Application of Atmospheric Pressure Atomic Layer Deposition on Long Tubular Ceramic Membranes

Abstract

Recently, the use of atomic layer deposition (ALD) technique for depositing thin films of metal oxides on membrane substrates has proved to be an effective way to fabricate commercially available UF or NF membranes to get tight UF/NF ceramic membranes. The main advantage of this technique is controlled deposition of a monolayer of metal oxides. This project was done to study the effect of ALD on 0.5 m long tubular membranes. TiO2 was deposited on the membranes by means of atmospheric pressure atomic layer deposition (APALD). This is different from most of the reported studies that use vacuum-based ALD. TiCl4 and H2O were used as the main precursors for depositing TiO2 through 2, 3 or 4 cycles of APALD. The growth rate of the deposited layer per cycle under different experimental conditions was measured indirectly using silicon wafers through ellipsometry. The effect of ALD was determined by measuring the membrane permeability and molecular weight cut-off (MWCO) values of the membranes before and after coating.
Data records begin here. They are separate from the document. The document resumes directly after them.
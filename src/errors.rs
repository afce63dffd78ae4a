use rust_decimal::Decimal;
use thiserror::Error;

/// Raised when a transaction would be built from invalid fields.
#[derive(Debug, Clone, PartialEq, Eq, Error)]
pub enum ValidationError {
    #[error("amount must not be negative, got {0}")]
    NegativeAmount(Decimal),
    #[error("invalid transaction kind '{0}'. Use 'Income' or 'Expense'")]
    UnknownKind(String),
}

/// Why a single persisted line could not be turned back into a transaction.
#[derive(Debug, Clone, PartialEq, Eq, Error)]
pub enum ParseError {
    #[error("expected {expected} fields separated by commas but got {found}")]
    FieldCount { expected: usize, found: usize },
    #[error("invalid amount '{0}'")]
    InvalidAmount(String),
    #[error("invalid date '{0}', expected YYYY-MM-DD")]
    InvalidDate(String),
    #[error(transparent)]
    Invalid(#[from] ValidationError),
    #[error("malformed line: {0}")]
    Malformed(String),
}

/// Fatal persistence failures. Per-line problems never end up here.
#[derive(Debug, Error)]
pub enum StoreError {
    #[error("IO error: {0}")]
    Io(#[from] std::io::Error),
    #[error("CSV error: {0}")]
    Csv(#[from] csv::Error),
}

/// Anything a single command of the binary can fail with.
#[derive(Debug, Error)]
pub enum AppError {
    #[error(transparent)]
    Store(#[from] StoreError),
    #[error(transparent)]
    Validation(#[from] ValidationError),
    #[error(transparent)]
    Parse(#[from] ParseError),
    #[error("IO error: {0}")]
    Io(#[from] std::io::Error),
}
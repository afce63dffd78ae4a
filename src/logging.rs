use std::sync::Once;

use tracing_subscriber::{fmt, EnvFilter};

static TRACING_INIT: Once = Once::new();

const DEFAULT_DIRECTIVE: &str = "finance_ledger=info";

/// Installs the global subscriber once. `RUST_LOG` overrides the default
/// filter. Output goes to stderr so reports on stdout stay clean.
pub fn init_tracing() {
    TRACING_INIT.call_once(|| {
        let filter = EnvFilter::try_from_default_env()
            .unwrap_or_else(|_| EnvFilter::new(DEFAULT_DIRECTIVE));

        fmt()
            .with_env_filter(filter)
            .with_writer(std::io::stderr)
            .with_target(false)
            .init();
    });
}
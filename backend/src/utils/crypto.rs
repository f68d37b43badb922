//! Password hashing and session-token derivation.
//!
//! Both use bcrypt: passwords with a moderate work factor before they are
//! persisted, session tokens with the cheapest allowed factor since they only
//! need to be irreversible, not expensive to produce.

use crate::errors::{ServiceError, ServiceResult};
use bcrypt::{hash, verify};

/// Work factor for stored password hashes.
pub const PASSWORD_WORK_FACTOR: u32 = 9;

/// Work factor for the `sessionid` value derived at login. bcrypt rejects
/// costs below 4, so this is the floor.
pub const SESSION_WORK_FACTOR: u32 = 4;

/// Hashes a password before it is stored.
pub fn hash_password(password: &str) -> ServiceResult<String> {
    hash(password, PASSWORD_WORK_FACTOR)
        .map_err(|e| ServiceError::internal(format!("Password hashing failed: {}", e)))
}

/// Verifies a password against the stored hash.
pub fn verify_password(password: &str, password_hash: &str) -> ServiceResult<bool> {
    verify(password, password_hash)
        .map_err(|e| ServiceError::internal(format!("Password verification failed: {}", e)))
}

/// Derives the one-way session token handed out in the `sessionid` header.
/// The token is a salted hash of the user id; it cannot be reversed and is
/// never stored or validated server-side.
pub fn derive_session_token(user_id: &str) -> ServiceResult<String> {
    hash(user_id, SESSION_WORK_FACTOR)
        .map_err(|e| ServiceError::internal(format!("Session token derivation failed: {}", e)))
}
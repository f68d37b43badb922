//! Shared application state.
//!
//! The handlers and guards depend on the user directory and token service
//! through trait objects injected at startup, never through globals.

use crate::config::Config;
use crate::services::user_directory::{SqliteUserDirectory, UserDirectory};
use crate::utils::jwt::{JwtTokenService, TokenService};
use sqlx::SqlitePool;
use std::sync::Arc;

/// Dependencies injected into the request pipeline.
#[derive(Clone)]
pub struct AppState {
    pub directory: Arc<dyn UserDirectory>,
    pub tokens: Arc<dyn TokenService>,
}

impl AppState {
    pub fn new(directory: Arc<dyn UserDirectory>, tokens: Arc<dyn TokenService>) -> Self {
        Self { directory, tokens }
    }

    /// Production wiring: SQLite-backed directory plus HS256 tokens from the
    /// configured secret.
    pub fn sqlite(pool: SqlitePool, config: &Config) -> Self {
        Self::new(
            Arc::new(SqliteUserDirectory::new(pool)),
            Arc::new(JwtTokenService::new(
                &config.jwt_secret,
                config.jwt_expires_in_seconds,
            )),
        )
    }
}
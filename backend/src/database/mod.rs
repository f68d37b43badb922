//! Module for database connection setup and common utilities.
//!
//! Responsible for initializing the SQLite connection pool and exposing the
//! embedded migrations so both the server and the tests can apply the schema.

use crate::config::Config;
use anyhow::Result;
use sqlx::migrate::Migrator;
use sqlx::{SqlitePool, sqlite::SqlitePoolOptions};
use std::time::Duration;

pub mod models;

/// Schema migrations embedded from `migrations/` at compile time.
pub static MIGRATOR: Migrator = sqlx::migrate!();

pub struct Database {
    pub pool: SqlitePool,
}

impl Database {
    /// Initializes the database connection pool.
    pub async fn new(config: &Config) -> Result<Self> {
        let pool = SqlitePoolOptions::new()
            .max_connections(config.max_connections)
            .acquire_timeout(Duration::from_secs(config.acquire_timeout_seconds))
            .connect(&config.database_url)
            .await?;

        Ok(Database { pool })
    }

    /// Returns a reference to the database connection pool.
    pub fn pool(&self) -> &SqlitePool {
        &self.pool
    }

    /// Closes the database connection pool.
    pub async fn close(&self) {
        self.pool.close().await;
    }
}

impl Clone for Database {
    fn clone(&self) -> Self {
        Database {
            pool: self.pool.clone(),
        }
    }
}
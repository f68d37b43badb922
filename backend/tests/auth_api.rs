//! End-to-end tests for the authentication endpoints, driving the real router
//! against an in-memory SQLite database.

use axum::Router;
use axum::body::{Body, to_bytes};
use axum::http::{Request, StatusCode};
use serde_json::{Value, json};
use sqlx::SqlitePool;
use sqlx::sqlite::SqlitePoolOptions;
use std::sync::Arc;
use tower::ServiceExt;

use backend::database::MIGRATOR;
use backend::services::user_directory::SqliteUserDirectory;
use backend::state::AppState;
use backend::utils::jwt::{JwtTokenService, TokenService};

const TEST_SECRET: &str = "test-secret";

async fn setup() -> (Router, SqlitePool) {
    // A single connection keeps the in-memory database alive for the whole test.
    let pool = SqlitePoolOptions::new()
        .max_connections(1)
        .connect("sqlite::memory:")
        .await
        .unwrap();
    MIGRATOR.run(&pool).await.unwrap();

    let state = AppState::new(
        Arc::new(SqliteUserDirectory::new(pool.clone())),
        Arc::new(JwtTokenService::new(TEST_SECRET, 3600)),
    );

    (backend::app(state), pool)
}

fn json_request(method: &str, uri: &str, body: &Value) -> Request<Body> {
    Request::builder()
        .method(method)
        .uri(uri)
        .header("content-type", "application/json")
        .body(Body::from(serde_json::to_vec(body).unwrap()))
        .unwrap()
}

fn bearer_request(method: &str, uri: &str, token: &str) -> Request<Body> {
    Request::builder()
        .method(method)
        .uri(uri)
        .header("authorization", format!("Bearer {token}"))
        .body(Body::empty())
        .unwrap()
}

async fn body_json(response: axum::response::Response) -> Value {
    let bytes = to_bytes(response.into_body(), usize::MAX).await.unwrap();
    serde_json::from_slice(&bytes).unwrap()
}

/// Registers a user and returns the directory's reply (the created record).
async fn register_user(app: &Router, email: &str, password: &str) -> Value {
    let request = json_request(
        "POST",
        "/register",
        &json!({"name": "Ada", "lastname": "Lovelace", "email": email, "password": password}),
    );
    let response = app.clone().oneshot(request).await.unwrap();
    assert_eq!(response.status(), StatusCode::OK);
    body_json(response).await
}

fn issue_token(user_id: &str, email: &str) -> String {
    JwtTokenService::new(TEST_SECRET, 3600)
        .issue(user_id, email)
        .unwrap()
}

#[tokio::test]
async fn register_rejects_missing_fields() {
    let (app, _pool) = setup().await;

    let payloads = [
        json!({"lastname": "B", "email": "a@b.com", "password": "x"}),
        json!({"name": "A", "email": "a@b.com", "password": "x"}),
        json!({"name": "A", "lastname": "B", "password": "x"}),
        json!({"name": "A", "lastname": "B", "email": "a@b.com"}),
        json!({"name": "", "lastname": "B", "email": "a@b.com", "password": "x"}),
    ];

    for payload in payloads {
        let response = app
            .clone()
            .oneshot(json_request("POST", "/register", &payload))
            .await
            .unwrap();
        assert_eq!(response.status(), StatusCode::BAD_REQUEST);

        let body = body_json(response).await;
        assert_eq!(
            body["message"],
            "[ERROR User Data Missing]: Please enter all fields"
        );
    }
}

#[tokio::test]
async fn register_stores_hashed_password_and_empty_collections() {
    let (app, pool) = setup().await;

    let body = register_user(&app, "ada@example.com", "x").await;

    assert!(body["id"].is_string());
    assert_eq!(body["email"], "ada@example.com");
    assert_eq!(body["categories"], json!([]));
    assert_eq!(body["movements"], json!([]));
    assert!(body.get("password_hash").is_none());

    let stored: String =
        sqlx::query_scalar("SELECT password_hash FROM users WHERE email = 'ada@example.com'")
            .fetch_one(&pool)
            .await
            .unwrap();
    assert_ne!(stored, "x");
    assert!(bcrypt::verify("x", &stored).unwrap());
}

#[tokio::test]
async fn register_duplicate_email_reports_error_in_body() {
    let (app, _pool) = setup().await;

    register_user(&app, "ada@example.com", "x").await;

    let request = json_request(
        "POST",
        "/register",
        &json!({"name": "Ada", "lastname": "L", "email": "ada@example.com", "password": "y"}),
    );
    let response = app.clone().oneshot(request).await.unwrap();

    // Delegate errors keep status 200 and surface in the body.
    assert_eq!(response.status(), StatusCode::OK);
    let body = body_json(response).await;
    assert!(body["error"].as_str().unwrap().contains("already exists"));
}

#[tokio::test]
async fn login_rejects_missing_fields() {
    let (app, _pool) = setup().await;

    let payloads = [
        json!({"password": "x"}),
        json!({"email": "a@b.com"}),
        json!({"email": "", "password": "x"}),
    ];

    for payload in payloads {
        let response = app
            .clone()
            .oneshot(json_request("POST", "/login", &payload))
            .await
            .unwrap();
        assert_eq!(response.status(), StatusCode::BAD_REQUEST);

        let body = body_json(response).await;
        assert_eq!(
            body["message"],
            "[ERROR User Data Missing]: User cannot be logged"
        );
    }
}

#[tokio::test]
async fn login_sets_hashed_session_header() {
    let (app, _pool) = setup().await;

    let created = register_user(&app, "ada@example.com", "secret").await;
    let id = created["id"].as_str().unwrap().to_string();

    let request = json_request(
        "POST",
        "/login",
        &json!({"email": "ada@example.com", "password": "secret"}),
    );
    let response = app.clone().oneshot(request).await.unwrap();
    assert_eq!(response.status(), StatusCode::OK);

    let session = response
        .headers()
        .get("sessionid")
        .expect("sessionid header on successful login")
        .to_str()
        .unwrap()
        .to_string();

    // The header is a one-way hash of the id, not the id itself.
    assert_ne!(session, id);
    assert!(bcrypt::verify(&id, &session).unwrap());

    let body = body_json(response).await;
    assert_eq!(body["id"], id.as_str());
    assert!(body.get("error").is_none());
    assert!(body["access_token"].is_string());
}

#[tokio::test]
async fn failed_login_is_200_without_session_header() {
    let (app, _pool) = setup().await;

    register_user(&app, "ada@example.com", "secret").await;

    let request = json_request(
        "POST",
        "/login",
        &json!({"email": "ada@example.com", "password": "wrong"}),
    );
    let response = app.clone().oneshot(request).await.unwrap();

    assert_eq!(response.status(), StatusCode::OK);
    assert!(response.headers().get("sessionid").is_none());

    let body = body_json(response).await;
    assert_eq!(body["error"], "Invalid email or password");
    assert!(body.get("access_token").is_none());
}

#[tokio::test]
async fn me_requires_bearer_token() {
    let (app, _pool) = setup().await;

    let request = Request::builder()
        .method("GET")
        .uri("/me?id=whoever")
        .body(Body::empty())
        .unwrap();
    let response = app.clone().oneshot(request).await.unwrap();
    assert_eq!(response.status(), StatusCode::UNAUTHORIZED);

    let response = app
        .clone()
        .oneshot(bearer_request("GET", "/me?id=whoever", "not-a-token"))
        .await
        .unwrap();
    assert_eq!(response.status(), StatusCode::UNAUTHORIZED);
}

#[tokio::test]
async fn me_without_id_is_unauthorised_message() {
    let (app, _pool) = setup().await;

    let created = register_user(&app, "ada@example.com", "secret").await;
    let id = created["id"].as_str().unwrap();
    let token = issue_token(id, "ada@example.com");

    for method in ["GET", "DELETE"] {
        let response = app
            .clone()
            .oneshot(bearer_request(method, "/me", &token))
            .await
            .unwrap();
        assert_eq!(response.status(), StatusCode::BAD_REQUEST);

        let body = body_json(response).await;
        assert_eq!(
            body["message"],
            "You are not authorised to perform this action"
        );
    }
}

#[tokio::test]
async fn me_returns_user_without_password_hash() {
    let (app, _pool) = setup().await;

    let created = register_user(&app, "ada@example.com", "secret").await;
    let id = created["id"].as_str().unwrap();
    let token = issue_token(id, "ada@example.com");

    let response = app
        .clone()
        .oneshot(bearer_request("GET", &format!("/me?id={id}"), &token))
        .await
        .unwrap();
    assert_eq!(response.status(), StatusCode::OK);

    let body = body_json(response).await;
    assert_eq!(body["id"], id);
    assert_eq!(body["email"], "ada@example.com");
    assert!(body.get("password_hash").is_none());
}

#[tokio::test]
async fn delete_me_requires_ownership() {
    let (app, _pool) = setup().await;

    let created = register_user(&app, "ada@example.com", "secret").await;
    let id = created["id"].as_str().unwrap();
    let token = issue_token(id, "ada@example.com");

    let response = app
        .clone()
        .oneshot(bearer_request("DELETE", "/me?id=someone-else", &token))
        .await
        .unwrap();
    assert_eq!(response.status(), StatusCode::FORBIDDEN);
}

#[tokio::test]
async fn delete_me_removes_user() {
    let (app, pool) = setup().await;

    let created = register_user(&app, "ada@example.com", "secret").await;
    let id = created["id"].as_str().unwrap();
    let token = issue_token(id, "ada@example.com");

    let response = app
        .clone()
        .oneshot(bearer_request("DELETE", &format!("/me?id={id}"), &token))
        .await
        .unwrap();
    assert_eq!(response.status(), StatusCode::OK);

    let body = body_json(response).await;
    assert_eq!(body["message"], "User deleted successfully");

    let remaining: i64 = sqlx::query_scalar("SELECT COUNT(*) FROM users")
        .fetch_one(&pool)
        .await
        .unwrap();
    assert_eq!(remaining, 0);
}

#[tokio::test]
async fn logout_responds_with_disconnect_text() {
    let (app, _pool) = setup().await;

    let created = register_user(&app, "ada@example.com", "secret").await;
    let id = created["id"].as_str().unwrap();
    let token = issue_token(id, "ada@example.com");

    let response = app
        .clone()
        .oneshot(bearer_request("GET", "/logout", &token))
        .await
        .unwrap();
    assert_eq!(response.status(), StatusCode::OK);

    let bytes = to_bytes(response.into_body(), usize::MAX).await.unwrap();
    assert_eq!(&bytes[..], b"User disconnected");
}
//! Shared utilities: password hashing and token handling.

pub mod crypto;
pub mod jwt;
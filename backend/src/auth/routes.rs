//! HTTP routes for the authentication surface.
//!
//! Public routes carry no guards; `/me` reads require a valid token, while
//! destructive routes additionally pass the ownership guard. Layer order
//! matters: the token guard must run first so the ownership guard can read
//! the resolved claims.

use crate::auth::handlers::*;
use crate::auth::middleware::*;
use axum::{
    Router, middleware,
    routing::{delete, get, post},
};

/// Creates the authentication router with all auth-related routes.
pub fn auth_router() -> Router {
    let public = Router::new()
        .route("/register", post(register))
        .route("/login", post(login));

    let token_gated = Router::new()
        .route("/me", get(profile))
        .route_layer(middleware::from_fn(require_token));

    let owner_gated = Router::new()
        .route("/me", delete(remove_profile))
        .route("/logout", get(logout))
        .route_layer(middleware::from_fn(require_owner))
        .route_layer(middleware::from_fn(require_token));

    public.merge(token_gated).merge(owner_gated)
}
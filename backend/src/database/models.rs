//! Rust structs that represent database table mappings.
//!
//! These models define the structure of user data as it is stored in and
//! retrieved from the database. API-facing request/response models live in
//! `auth::models`.

use chrono::{DateTime, Utc};
use serde::{Deserialize, Serialize};
use serde_json::Value;
use sqlx::FromRow;
use sqlx::types::Json;

/// A persisted user row.
///
/// The password hash never leaves the server: it is skipped during
/// serialization so directory replies can be sent to clients verbatim.
#[derive(Debug, Clone, Serialize, Deserialize, FromRow)]
pub struct User {
    pub id: String,
    pub name: String,
    pub lastname: String,
    pub email: String,
    #[serde(skip_serializing, default)]
    pub password_hash: String,
    pub categories: Json<Vec<Value>>,
    pub movements: Json<Vec<Value>>,
    pub created_at: DateTime<Utc>,
    pub updated_at: DateTime<Utc>,
}

/// Data for a user about to be created.
///
/// Carries the already-hashed password together with the empty category and
/// movement collections every new user starts with.
#[derive(Debug, Clone, Serialize, Deserialize)]
pub struct NewUserRecord {
    pub name: String,
    pub lastname: String,
    pub email: String,
    pub password_hash: String,
    pub categories: Vec<Value>,
    pub movements: Vec<Value>,
}

impl NewUserRecord {
    /// Builds a record for a fresh registration: hashed password in, empty
    /// collections seeded.
    pub fn registration(
        name: impl Into<String>,
        lastname: impl Into<String>,
        email: impl Into<String>,
        password_hash: impl Into<String>,
    ) -> Self {
        Self {
            name: name.into(),
            lastname: lastname.into(),
            email: email.into(),
            password_hash: password_hash.into(),
            categories: Vec::new(),
            movements: Vec::new(),
        }
    }
}
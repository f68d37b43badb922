//! Central module for application-wide configuration settings.
//!
//! Handles loading configuration parameters such as the database URL,
//! server port, and JWT signing material from the environment.

use anyhow::{Context, Result};
use std::env;

#[derive(Debug, Clone)]
pub struct Config {
    pub database_url: String,
    pub max_connections: u32,
    pub acquire_timeout_seconds: u64,
    pub jwt_secret: String,
    pub jwt_expires_in_seconds: u64,
    pub server_port: u16,
}

impl Config {
    /// Loads configuration from environment variables.
    pub fn from_env() -> Result<Self> {
        dotenvy::dotenv().ok();

        let database_url = env::var("DATABASE_URL").context("DATABASE_URL not set")?;

        let max_connections = env::var("DB_MAX_CONNECTIONS")
            .unwrap_or_else(|_| "5".to_string())
            .parse::<u32>()
            .context("DB_MAX_CONNECTIONS must be a valid number")?;

        let acquire_timeout_seconds = env::var("DB_ACQUIRE_TIMEOUT_SECONDS")
            .unwrap_or_else(|_| "3".to_string())
            .parse::<u64>()
            .context("DB_ACQUIRE_TIMEOUT_SECONDS must be a valid number")?;

        let jwt_secret = env::var("JWT_SECRET").context("JWT_SECRET not set")?;

        let jwt_expires_in_seconds = env::var("JWT_EXPIRES_IN_SECONDS")
            .unwrap_or_else(|_| "86400".to_string())
            .parse::<u64>()
            .context("JWT_EXPIRES_IN_SECONDS must be a valid number")?;

        let server_port = env::var("SERVER_PORT")
            .unwrap_or_else(|_| "3000".to_string())
            .parse::<u16>()
            .context("SERVER_PORT must be a valid number")?;

        Ok(Config {
            database_url,
            max_connections,
            acquire_timeout_seconds,
            jwt_secret,
            jwt_expires_in_seconds,
            server_port,
        })
    }
}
The results obtained showed a variation in growth rate per cycle (GPC) of the deposited layers for different experimental conditions. APALD was performed on 6 membranes and the GPC rate was acceptable for only 2 membranes (0.14 nm/cycle and 0.03 nm/cycle), whereas the GPC for the other membranes was very high (more than 1 nm/cycle). After deposition, the 2 membranes with acceptable GPC rate showed a decrease in MWCO value by 627 Da and 405 Da respectively. These results demonstrated that APALD could be used to fabricate ceramic membranes, but only at proper experimental conditions for TiO2 deposition. An improved Carman-Kozeny model was also developed based on the MWCO value and on the GPC value, in order to predict the porosity and the permeability of the membranes. The results of the model and the measured permeability were compared; for some membranes, the model predicted correctly the permeability after coating.